Please print the whole listing again, exactly as shown.

⟨

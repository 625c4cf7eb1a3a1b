pub mod oauth;

use chrono::{DateTime, Utc};
use reqwest::StatusCode;
use thiserror::Error;
use tracing::{info, warn};

use crate::api::{ApiClient, LoginRequest, RegisterRequest};

#[derive(Error, Debug)]
pub enum AuthError {
    #[error("username or password wrong")]
    InvalidCredentials,

    #[error("username already taken")]
    AlreadyExists,

    #[error("an email address is required to register")]
    MissingEmail,

    #[error("no authorization code was supplied")]
    MissingCode,

    #[error("GitHub login is not configured")]
    OAuthDisabled,

    #[error("unexpected response status {0}")]
    UnexpectedStatus(StatusCode),

    #[error("request failed: {0:#}")]
    Transport(#[from] anyhow::Error),
}

impl AuthError {
    /// Whether the user gets the specific message rather than a generic notice.
    pub fn is_user_facing(&self) -> bool {
        matches!(
            self,
            AuthError::InvalidCredentials
                | AuthError::AlreadyExists
                | AuthError::MissingEmail
                | AuthError::MissingCode
                | AuthError::OAuthDisabled
        )
    }
}

#[derive(Debug, Clone, Copy, PartialEq, Eq)]
pub enum AuthMethod {
    Password,
    GitHub,
}

/// The logged-in user, held in the caller's session.
#[derive(Debug, Clone, PartialEq, Eq)]
pub struct Identity {
    pub username: String,
    pub method: AuthMethod,
    pub since: DateTime<Utc>,
}

impl Identity {
    pub fn new(username: impl Into<String>, method: AuthMethod) -> Self {
        Self {
            username: username.into(),
            method,
            since: Utc::now(),
        }
    }
}

#[derive(Debug, Clone, Copy, Default, PartialEq, Eq)]
pub enum AuthMode {
    #[default]
    Login,
    Register,
}

#[derive(Debug, Clone, Default)]
pub struct Credentials {
    pub username: String,
    pub password: String,
    pub email: Option<String>,
}

/// Login/registration form: which mode it is in and what it displays.
#[derive(Debug, Clone, Default)]
pub struct AuthForm {
    mode: AuthMode,
}

impl AuthForm {
    pub fn new() -> Self {
        Self::default()
    }

    pub fn mode(&self) -> AuthMode {
        self.mode
    }

    pub fn switch(&mut self) -> AuthMode {
        self.mode = match self.mode {
            AuthMode::Login => AuthMode::Register,
            AuthMode::Register => AuthMode::Login,
        };
        self.mode
    }

    pub fn button_text(&self) -> &'static str {
        match self.mode {
            AuthMode::Login => "Login",
            AuthMode::Register => "Register",
        }
    }

    pub fn switch_text(&self) -> &'static str {
        match self.mode {
            AuthMode::Login => "Don't have an account? Register here.",
            AuthMode::Register => "Already have an account? Login here.",
        }
    }

    /// Register or log in depending on the current mode.
    pub async fn submit(&self, api: &ApiClient, creds: &Credentials) -> Result<Identity, AuthError> {
        match self.mode {
            AuthMode::Login => login(api, creds).await,
            AuthMode::Register => register(api, creds).await,
        }
    }
}

pub async fn login(api: &ApiClient, creds: &Credentials) -> Result<Identity, AuthError> {
    let status = api
        .login(&LoginRequest {
            username: &creds.username,
            password: &creds.password,
        })
        .await
        .inspect_err(|e| warn!(error = %e, "login request failed"))?;

    match status {
        StatusCode::OK => {
            info!(username = %creds.username, "login succeeded");
            Ok(Identity::new(&creds.username, AuthMethod::Password))
        }
        StatusCode::UNAUTHORIZED => Err(AuthError::InvalidCredentials),
        other => {
            warn!(status = %other, "login: unexpected status");
            Err(AuthError::UnexpectedStatus(other))
        }
    }
}

/// Create the account, then log in with the same credentials.
pub async fn register(api: &ApiClient, creds: &Credentials) -> Result<Identity, AuthError> {
    let email = creds
        .email
        .as_deref()
        .map(str::trim)
        .filter(|e| !e.is_empty())
        .ok_or(AuthError::MissingEmail)?;

    let status = api
        .register(&RegisterRequest {
            username: &creds.username,
            password: &creds.password,
            email,
        })
        .await
        .inspect_err(|e| warn!(error = %e, "register request failed"))?;

    match status {
        StatusCode::CREATED => {
            info!(username = %creds.username, "account registered");
            login(api, creds).await
        }
        StatusCode::CONFLICT => Err(AuthError::AlreadyExists),
        other => {
            warn!(status = %other, "register: unexpected status");
            Err(AuthError::UnexpectedStatus(other))
        }
    }
}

⟩

* Reply to the task
repository 625c4cf7eb1a3a1b
pub mod oauth;

use chrono::{DateTime, Utc};
use reqwest::StatusCode;
use thiserror::Error;
use tracing::{info, warn};

use crate::api::{ApiClient, LoginRequest, RegisterRequest};

#[derive(Error, Debug)]
pub enum AuthError {
    #[error("username or password wrong")]
    InvalidCredentials,

    #[error("username already taken")]
    AlreadyExists,

    #[error("an email address is required to register")]
    MissingEmail,

    #[error("no authorization code was supplied")]
    MissingCode,

    #[error("GitHub login is not configured")]
    OAuthDisabled,

    #[error("unexpected response status {0}")]
    UnexpectedStatus(StatusCode),

    #[error("request failed: {0:#}")]
    Transport(#[from] anyhow::Error),
}

impl AuthError {
    /// Whether the user gets the specific message rather than a generic notice.
    pub fn is_user_facing(&self) -> bool {
        matches!(
            self,
            AuthError::InvalidCredentials
                | AuthError::AlreadyExists
                | AuthError::MissingEmail
                | AuthError::MissingCode
                | AuthError::OAuthDisabled
        )
    }
}

#[derive(Debug, Clone, Copy, PartialEq, Eq)]
pub enum AuthMethod {
    Password,
    GitHub,
}

/// The logged-in user, held in the caller's session.
#[derive(Debug, Clone, PartialEq, Eq)]
pub struct Identity {
    pub username: String,
    pub method: AuthMethod,
    pub since: DateTime<Utc>,
}

impl Identity {
    pub fn new(username: impl Into<String>, method: AuthMethod) -> Self {
        Self {
            username: username.into(),
            method,
            since: Utc::now(),
        }
    }
}

#[derive(Debug, Clone, Copy, Default, PartialEq, Eq)]
pub enum AuthMode {
    #[default]
    Login,
    Register,
}

#[derive(Debug, Clone, Default)]
pub struct Credentials {
    pub username: String,
    pub password: String,
    pub email: Option<String>,
}

/// Login/registration form: which mode it is in and what it displays.
#[derive(Debug, Clone, Default)]
pub struct AuthForm {
    mode: AuthMode,
}

impl AuthForm {
    pub fn new() -> Self {
        Self::default()
    }

    pub fn mode(&self) -> AuthMode {
        self.mode
    }

    pub fn switch(&mut self) -> AuthMode {
        self.mode = match self.mode {
            AuthMode::Login => AuthMode::Register,
            AuthMode::Register => AuthMode::Login,
        };
        self.mode
    }

    pub fn button_text(&self) -> &'static str {
        match self.mode {
            AuthMode::Login => "Login",
            AuthMode::Register => "Register",
        }
    }

    pub fn switch_text(&self) -> &'static str {
        match self.mode {
            AuthMode::Login => "Don't have an account? Register here.",
            AuthMode::Register => "Already have an account? Login here.",
        }
    }

    /// Register or log in depending on the current mode.
    pub async fn submit(&self, api: &ApiClient, creds: &Credentials) -> Result<Identity, AuthError> {
        match self.mode {
            AuthMode::Login => login(api, creds).await,
            AuthMode::Register => register(api, creds).await,
        }
    }
}

pub async fn login(api: &ApiClient, creds: &Credentials) -> Result<Identity, AuthError> {
    let status = api
        .login(&LoginRequest {
            username: &creds.username,
            password: &creds.password,
        })
        .await
        .inspect_err(|e| warn!(error = %e, "login request failed"))?;

    match status {
        StatusCode::OK => {
            info!(username = %creds.username, "login succeeded");
            Ok(Identity::new(&creds.username, AuthMethod::Password))
        }
        StatusCode::UNAUTHORIZED => Err(AuthError::InvalidCredentials),
        other => {
            warn!(status = %other, "login: unexpected status");
            Err(AuthError::UnexpectedStatus(other))
        }
    }
}

/// Create the account, then log in with the same credentials.
pub async fn register(api: &ApiClient, creds: &Credentials) -> Result<Identity, AuthError> {
    let email = creds
        .email
        .as_deref()
        .map(str::trim)
        .filter(|e| !e.is_empty())
        .ok_or(AuthError::MissingEmail)?;

    let status = api
        .register(&RegisterRequest {
            username: &creds.username,
            password: &creds.password,
            email,
        })
        .await
        .inspect_err(|e| warn!(error = %e, "register request failed"))?;

    match status {
        StatusCode::CREATED => {
            info!(username = %creds.username, "account registered");
            login(api, creds).await
        }
        StatusCode::CONFLICT => Err(AuthError::AlreadyExists),
        other => {
            warn!(status = %other, "register: unexpected status");
            Err(AuthError::UnexpectedStatus(other))
        }
    }
}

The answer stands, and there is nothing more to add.